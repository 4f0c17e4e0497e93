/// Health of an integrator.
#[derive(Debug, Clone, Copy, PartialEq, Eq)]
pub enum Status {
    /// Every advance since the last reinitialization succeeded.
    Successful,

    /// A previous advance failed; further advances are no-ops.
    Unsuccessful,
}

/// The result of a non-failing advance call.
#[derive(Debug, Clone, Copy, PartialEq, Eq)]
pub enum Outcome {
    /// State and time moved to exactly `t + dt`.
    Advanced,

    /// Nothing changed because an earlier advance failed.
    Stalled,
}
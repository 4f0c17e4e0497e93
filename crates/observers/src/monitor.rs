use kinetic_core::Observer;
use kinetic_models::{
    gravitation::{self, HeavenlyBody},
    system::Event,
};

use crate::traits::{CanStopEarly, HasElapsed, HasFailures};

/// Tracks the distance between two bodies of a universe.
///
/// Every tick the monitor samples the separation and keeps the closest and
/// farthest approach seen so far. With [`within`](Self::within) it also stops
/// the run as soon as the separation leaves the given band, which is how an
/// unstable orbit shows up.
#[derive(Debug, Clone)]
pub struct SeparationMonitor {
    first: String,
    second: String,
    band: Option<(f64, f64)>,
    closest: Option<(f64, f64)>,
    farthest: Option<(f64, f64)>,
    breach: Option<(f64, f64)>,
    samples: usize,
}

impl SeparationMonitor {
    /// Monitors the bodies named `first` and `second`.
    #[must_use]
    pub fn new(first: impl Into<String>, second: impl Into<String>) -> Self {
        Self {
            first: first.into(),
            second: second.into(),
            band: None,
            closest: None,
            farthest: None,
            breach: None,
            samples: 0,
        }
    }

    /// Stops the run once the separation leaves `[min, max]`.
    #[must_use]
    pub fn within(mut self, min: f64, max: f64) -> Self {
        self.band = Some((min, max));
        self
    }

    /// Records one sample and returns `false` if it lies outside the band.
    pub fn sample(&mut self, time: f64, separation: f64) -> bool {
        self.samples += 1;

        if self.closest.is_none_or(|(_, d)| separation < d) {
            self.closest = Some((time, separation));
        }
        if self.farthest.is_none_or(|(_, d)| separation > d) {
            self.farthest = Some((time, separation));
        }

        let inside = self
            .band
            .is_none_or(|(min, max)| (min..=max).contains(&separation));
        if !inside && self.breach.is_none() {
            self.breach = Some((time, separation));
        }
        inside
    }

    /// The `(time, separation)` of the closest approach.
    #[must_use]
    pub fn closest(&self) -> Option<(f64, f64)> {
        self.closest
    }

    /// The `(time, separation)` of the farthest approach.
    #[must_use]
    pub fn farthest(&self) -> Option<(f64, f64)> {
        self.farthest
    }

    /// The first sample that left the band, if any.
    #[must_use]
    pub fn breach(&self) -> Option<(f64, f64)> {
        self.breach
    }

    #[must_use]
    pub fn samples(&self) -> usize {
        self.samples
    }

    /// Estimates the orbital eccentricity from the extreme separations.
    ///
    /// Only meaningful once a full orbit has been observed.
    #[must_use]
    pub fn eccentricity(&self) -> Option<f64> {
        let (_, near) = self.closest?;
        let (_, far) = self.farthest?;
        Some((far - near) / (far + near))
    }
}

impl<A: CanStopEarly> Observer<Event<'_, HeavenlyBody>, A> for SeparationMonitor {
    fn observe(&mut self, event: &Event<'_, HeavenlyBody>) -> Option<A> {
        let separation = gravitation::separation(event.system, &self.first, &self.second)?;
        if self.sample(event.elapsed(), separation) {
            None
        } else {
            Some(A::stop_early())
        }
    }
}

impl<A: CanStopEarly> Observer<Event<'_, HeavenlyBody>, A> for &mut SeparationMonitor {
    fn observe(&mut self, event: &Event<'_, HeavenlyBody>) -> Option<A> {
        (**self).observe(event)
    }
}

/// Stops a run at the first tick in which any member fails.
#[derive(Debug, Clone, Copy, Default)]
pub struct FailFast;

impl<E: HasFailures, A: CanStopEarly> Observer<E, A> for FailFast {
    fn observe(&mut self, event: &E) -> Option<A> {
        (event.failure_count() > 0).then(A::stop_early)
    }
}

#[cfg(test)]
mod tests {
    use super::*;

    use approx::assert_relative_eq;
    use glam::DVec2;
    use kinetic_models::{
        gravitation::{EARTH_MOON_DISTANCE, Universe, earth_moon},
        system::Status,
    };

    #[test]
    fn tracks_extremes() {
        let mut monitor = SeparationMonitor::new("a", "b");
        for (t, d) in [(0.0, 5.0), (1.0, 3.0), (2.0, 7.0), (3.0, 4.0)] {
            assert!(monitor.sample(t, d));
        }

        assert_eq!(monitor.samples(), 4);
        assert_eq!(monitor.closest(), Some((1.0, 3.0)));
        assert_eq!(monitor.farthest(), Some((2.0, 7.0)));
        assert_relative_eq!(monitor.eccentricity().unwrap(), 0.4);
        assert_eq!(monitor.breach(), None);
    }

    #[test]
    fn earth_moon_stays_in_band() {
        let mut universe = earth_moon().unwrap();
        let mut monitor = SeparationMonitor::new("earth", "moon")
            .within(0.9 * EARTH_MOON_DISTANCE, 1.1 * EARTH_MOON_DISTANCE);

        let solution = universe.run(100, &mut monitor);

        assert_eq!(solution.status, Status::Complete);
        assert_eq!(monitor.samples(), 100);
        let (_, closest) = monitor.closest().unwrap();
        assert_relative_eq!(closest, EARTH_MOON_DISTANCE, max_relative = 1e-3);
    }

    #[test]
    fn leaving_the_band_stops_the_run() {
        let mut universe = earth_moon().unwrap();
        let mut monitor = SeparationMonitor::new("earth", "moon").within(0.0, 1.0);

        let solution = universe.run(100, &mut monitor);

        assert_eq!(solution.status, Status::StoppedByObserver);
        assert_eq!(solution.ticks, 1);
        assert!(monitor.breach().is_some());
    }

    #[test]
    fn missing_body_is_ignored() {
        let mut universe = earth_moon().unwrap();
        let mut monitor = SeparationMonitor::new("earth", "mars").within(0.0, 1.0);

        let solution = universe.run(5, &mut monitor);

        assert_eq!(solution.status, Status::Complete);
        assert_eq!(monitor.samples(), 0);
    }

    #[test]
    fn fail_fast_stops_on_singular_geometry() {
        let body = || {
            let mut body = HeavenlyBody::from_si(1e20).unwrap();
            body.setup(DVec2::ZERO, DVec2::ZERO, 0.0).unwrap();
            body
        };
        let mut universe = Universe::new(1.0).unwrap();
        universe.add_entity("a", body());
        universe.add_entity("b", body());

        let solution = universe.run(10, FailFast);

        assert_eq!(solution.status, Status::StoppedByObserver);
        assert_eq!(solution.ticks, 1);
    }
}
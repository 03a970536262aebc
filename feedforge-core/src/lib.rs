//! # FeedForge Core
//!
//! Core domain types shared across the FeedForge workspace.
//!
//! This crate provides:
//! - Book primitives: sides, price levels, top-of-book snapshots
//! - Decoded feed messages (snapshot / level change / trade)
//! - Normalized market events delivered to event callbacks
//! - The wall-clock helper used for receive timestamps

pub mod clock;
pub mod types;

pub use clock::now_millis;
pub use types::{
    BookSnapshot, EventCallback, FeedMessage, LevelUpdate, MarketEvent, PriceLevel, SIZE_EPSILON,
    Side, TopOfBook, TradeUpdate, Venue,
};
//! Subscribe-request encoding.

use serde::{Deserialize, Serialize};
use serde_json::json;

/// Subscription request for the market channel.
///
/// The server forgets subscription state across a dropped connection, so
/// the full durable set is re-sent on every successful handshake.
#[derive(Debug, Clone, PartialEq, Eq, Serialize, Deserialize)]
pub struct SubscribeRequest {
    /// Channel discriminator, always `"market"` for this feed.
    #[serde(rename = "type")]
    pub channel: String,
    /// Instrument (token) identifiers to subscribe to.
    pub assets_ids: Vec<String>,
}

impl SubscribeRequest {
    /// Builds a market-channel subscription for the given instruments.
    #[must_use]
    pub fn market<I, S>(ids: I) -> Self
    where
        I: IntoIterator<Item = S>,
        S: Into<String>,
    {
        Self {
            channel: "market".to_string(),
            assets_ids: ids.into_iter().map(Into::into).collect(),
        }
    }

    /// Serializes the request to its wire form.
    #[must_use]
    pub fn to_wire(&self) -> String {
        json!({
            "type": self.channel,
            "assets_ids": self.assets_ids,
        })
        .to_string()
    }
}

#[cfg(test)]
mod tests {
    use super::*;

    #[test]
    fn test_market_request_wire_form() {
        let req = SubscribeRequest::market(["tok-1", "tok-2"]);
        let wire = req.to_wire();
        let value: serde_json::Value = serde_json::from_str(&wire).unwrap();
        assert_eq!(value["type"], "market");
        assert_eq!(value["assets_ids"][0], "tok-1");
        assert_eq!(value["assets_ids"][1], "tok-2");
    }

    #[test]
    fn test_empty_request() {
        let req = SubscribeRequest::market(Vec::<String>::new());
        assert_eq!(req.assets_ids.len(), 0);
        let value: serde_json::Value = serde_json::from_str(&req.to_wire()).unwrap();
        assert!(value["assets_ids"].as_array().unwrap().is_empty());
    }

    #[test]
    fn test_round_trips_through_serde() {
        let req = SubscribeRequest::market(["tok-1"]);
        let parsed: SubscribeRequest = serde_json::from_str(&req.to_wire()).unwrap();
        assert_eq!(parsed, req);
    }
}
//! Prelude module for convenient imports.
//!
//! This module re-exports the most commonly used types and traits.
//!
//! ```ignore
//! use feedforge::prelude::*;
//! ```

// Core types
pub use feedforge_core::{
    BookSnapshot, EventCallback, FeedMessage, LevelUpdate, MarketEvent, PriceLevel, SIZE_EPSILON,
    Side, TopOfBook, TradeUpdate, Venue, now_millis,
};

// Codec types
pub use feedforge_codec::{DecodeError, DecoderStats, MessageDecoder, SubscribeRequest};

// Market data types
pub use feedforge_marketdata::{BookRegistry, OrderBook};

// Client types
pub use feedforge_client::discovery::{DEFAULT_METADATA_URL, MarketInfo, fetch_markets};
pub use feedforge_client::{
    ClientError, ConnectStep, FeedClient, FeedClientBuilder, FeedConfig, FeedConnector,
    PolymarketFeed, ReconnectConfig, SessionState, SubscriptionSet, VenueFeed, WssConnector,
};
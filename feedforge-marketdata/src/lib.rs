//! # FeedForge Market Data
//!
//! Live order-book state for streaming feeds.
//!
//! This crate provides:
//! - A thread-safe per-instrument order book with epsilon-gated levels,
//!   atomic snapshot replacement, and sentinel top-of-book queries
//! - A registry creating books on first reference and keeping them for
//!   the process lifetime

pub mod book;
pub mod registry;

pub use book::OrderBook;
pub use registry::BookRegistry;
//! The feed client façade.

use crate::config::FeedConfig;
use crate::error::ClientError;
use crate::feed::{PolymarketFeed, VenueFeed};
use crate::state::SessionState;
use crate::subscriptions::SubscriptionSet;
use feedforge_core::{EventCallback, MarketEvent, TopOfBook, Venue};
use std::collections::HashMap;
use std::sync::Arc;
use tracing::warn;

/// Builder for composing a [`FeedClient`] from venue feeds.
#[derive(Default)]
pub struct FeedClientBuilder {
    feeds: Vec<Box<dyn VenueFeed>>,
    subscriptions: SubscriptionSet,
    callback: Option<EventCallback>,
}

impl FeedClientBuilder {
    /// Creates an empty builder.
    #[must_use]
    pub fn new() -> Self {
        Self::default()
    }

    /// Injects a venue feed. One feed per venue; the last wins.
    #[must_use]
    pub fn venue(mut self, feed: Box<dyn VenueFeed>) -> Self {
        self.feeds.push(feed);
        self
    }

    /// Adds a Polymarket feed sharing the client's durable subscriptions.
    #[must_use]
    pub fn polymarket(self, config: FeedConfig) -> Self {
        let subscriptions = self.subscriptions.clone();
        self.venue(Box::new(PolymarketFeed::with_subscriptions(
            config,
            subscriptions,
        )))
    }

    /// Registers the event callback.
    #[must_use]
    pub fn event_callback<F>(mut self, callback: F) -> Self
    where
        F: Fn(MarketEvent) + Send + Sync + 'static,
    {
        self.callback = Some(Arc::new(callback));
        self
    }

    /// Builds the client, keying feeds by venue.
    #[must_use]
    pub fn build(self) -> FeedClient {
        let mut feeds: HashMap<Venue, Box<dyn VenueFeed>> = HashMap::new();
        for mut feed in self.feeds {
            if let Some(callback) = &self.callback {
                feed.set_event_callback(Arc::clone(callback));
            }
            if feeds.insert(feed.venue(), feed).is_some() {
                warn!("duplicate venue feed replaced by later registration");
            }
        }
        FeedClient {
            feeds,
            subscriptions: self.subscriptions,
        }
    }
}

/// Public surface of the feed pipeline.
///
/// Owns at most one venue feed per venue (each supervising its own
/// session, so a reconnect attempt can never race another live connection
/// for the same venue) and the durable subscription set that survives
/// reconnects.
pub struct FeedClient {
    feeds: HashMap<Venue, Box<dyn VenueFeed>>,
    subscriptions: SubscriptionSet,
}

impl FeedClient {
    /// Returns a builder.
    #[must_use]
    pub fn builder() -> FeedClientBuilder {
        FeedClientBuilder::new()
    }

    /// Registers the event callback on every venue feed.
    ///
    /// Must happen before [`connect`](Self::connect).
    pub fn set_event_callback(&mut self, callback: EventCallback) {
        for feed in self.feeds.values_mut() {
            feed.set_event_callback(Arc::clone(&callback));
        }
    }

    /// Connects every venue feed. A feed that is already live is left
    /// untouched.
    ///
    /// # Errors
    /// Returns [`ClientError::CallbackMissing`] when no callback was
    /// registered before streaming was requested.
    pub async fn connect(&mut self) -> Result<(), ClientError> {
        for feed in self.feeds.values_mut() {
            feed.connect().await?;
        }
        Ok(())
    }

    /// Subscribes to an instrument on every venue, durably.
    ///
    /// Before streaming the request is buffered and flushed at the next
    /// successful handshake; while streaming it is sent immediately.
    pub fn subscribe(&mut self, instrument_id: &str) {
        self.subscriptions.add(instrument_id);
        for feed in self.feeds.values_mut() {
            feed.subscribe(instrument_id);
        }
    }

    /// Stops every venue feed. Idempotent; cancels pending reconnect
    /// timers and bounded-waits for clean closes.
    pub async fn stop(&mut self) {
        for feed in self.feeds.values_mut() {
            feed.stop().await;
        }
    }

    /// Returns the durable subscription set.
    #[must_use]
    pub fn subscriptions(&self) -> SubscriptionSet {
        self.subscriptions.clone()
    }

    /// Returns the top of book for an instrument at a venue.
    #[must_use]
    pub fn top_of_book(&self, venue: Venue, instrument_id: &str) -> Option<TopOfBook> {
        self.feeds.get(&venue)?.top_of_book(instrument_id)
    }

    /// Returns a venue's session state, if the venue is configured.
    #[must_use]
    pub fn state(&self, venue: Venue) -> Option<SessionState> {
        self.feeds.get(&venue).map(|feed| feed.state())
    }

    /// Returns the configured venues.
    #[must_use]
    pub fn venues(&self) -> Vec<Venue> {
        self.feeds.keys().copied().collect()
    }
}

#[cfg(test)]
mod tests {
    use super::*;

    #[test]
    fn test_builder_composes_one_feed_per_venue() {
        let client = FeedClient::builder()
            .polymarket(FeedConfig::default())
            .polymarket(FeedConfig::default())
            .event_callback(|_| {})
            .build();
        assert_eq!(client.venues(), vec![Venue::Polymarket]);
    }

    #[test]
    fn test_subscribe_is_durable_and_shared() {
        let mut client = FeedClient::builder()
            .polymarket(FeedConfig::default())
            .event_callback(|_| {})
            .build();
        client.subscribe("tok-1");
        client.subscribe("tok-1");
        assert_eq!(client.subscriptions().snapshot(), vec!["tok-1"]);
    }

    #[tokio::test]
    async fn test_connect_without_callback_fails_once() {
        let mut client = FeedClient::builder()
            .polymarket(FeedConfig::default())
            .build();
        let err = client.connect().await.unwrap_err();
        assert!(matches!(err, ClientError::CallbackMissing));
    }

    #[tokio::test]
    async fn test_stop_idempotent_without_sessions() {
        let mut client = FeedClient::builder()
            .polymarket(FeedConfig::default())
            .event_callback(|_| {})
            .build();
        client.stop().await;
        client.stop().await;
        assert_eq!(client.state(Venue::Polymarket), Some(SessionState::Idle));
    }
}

EXERCISE OBJECTIVE
Up to and including the line that contains "pub enum Outcome", output the records above exactly, beginning with their first line.

OUTPUT OF THE TASK
repository 4f0c17e4e0497e93
/// Health of an integrator.
#[derive(Debug, Clone, Copy, PartialEq, Eq)]
pub enum Status {
    /// Every advance since the last reinitialization succeeded.
    Successful,

    /// A previous advance failed; further advances are no-ops.
    Unsuccessful,
}

/// The result of a non-failing advance call.
#[derive(Debug, Clone, Copy, PartialEq, Eq)]
pub enum Outcome {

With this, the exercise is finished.